**Your goal:** Please set down each line of the material exactly.

**The data:**

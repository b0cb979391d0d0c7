//! Course material uploads.
//!
//! Items are created `Queued` on selection, become `Processing` once the
//! upload endpoint accepts them, and a local timer marks them `Ready`.

pub mod board;
pub mod queue;
pub mod types;

pub use board::{MaterialsBoard, UploadBackend, UploadOutcome};
pub use queue::{FAILED_MESSAGE, UPLOADED_MESSAGE, UploadBatch, UploadQueue};
pub use types::{UploadError, UploadItem, UploadStatus};
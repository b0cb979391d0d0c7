//! Client side of the mock API.
//!
//! One request function with default headers, and one error type for every
//! way a call can fail. Typed helpers cover each endpoint the pages use.

pub mod client;
pub mod error;
pub mod types;

pub use client::ApiClient;
pub use error::{FailureKind, GENERIC_FAILURE_MESSAGE, RequestFailed};
pub use types::{
    Analytics, ChatReply, ChatRequest, FileDescriptor, HealthStatus, Session,
    SessionMessageReply, SessionMessageRequest, Streak, UploadReceipt, UploadRequest,
};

**Exercise response:**
repository b0cb979391d0d0c7
//! Course material uploads.
//!
//! Items are created `Queued` on selection, become `Processing` once the
//! upload endpoint accepts them, and a local timer marks them `Ready`.

pub mod board;
pub mod queue;
pub mod types;

pub use board::{MaterialsBoard, UploadBackend, UploadOutcome};
pub use queue::{FAILED_MESSAGE, UPLOADED_MESSAGE, UploadBatch, UploadQueue};
pub use types::{UploadError, UploadItem, UploadStatus};
repository b0cb979391d0d0c7
//! Client side of the mock API.
//!
//! One request function with default headers, and one error type for every
//! way a call can fail. Typed helpers cover each endpoint the pages use.

pub mod client;
pub mod error;
pub mod types;

pub use client::ApiClient;
pub use error::{FailureKind, GENERIC_FAILURE_MESSAGE, RequestFailed};
pub use types::{
    Analytics, ChatReply, ChatRequest, FileDescriptor, HealthStatus, Session,
    SessionMessageReply, SessionMessageRequest, Streak, UploadReceipt, UploadRequest,
};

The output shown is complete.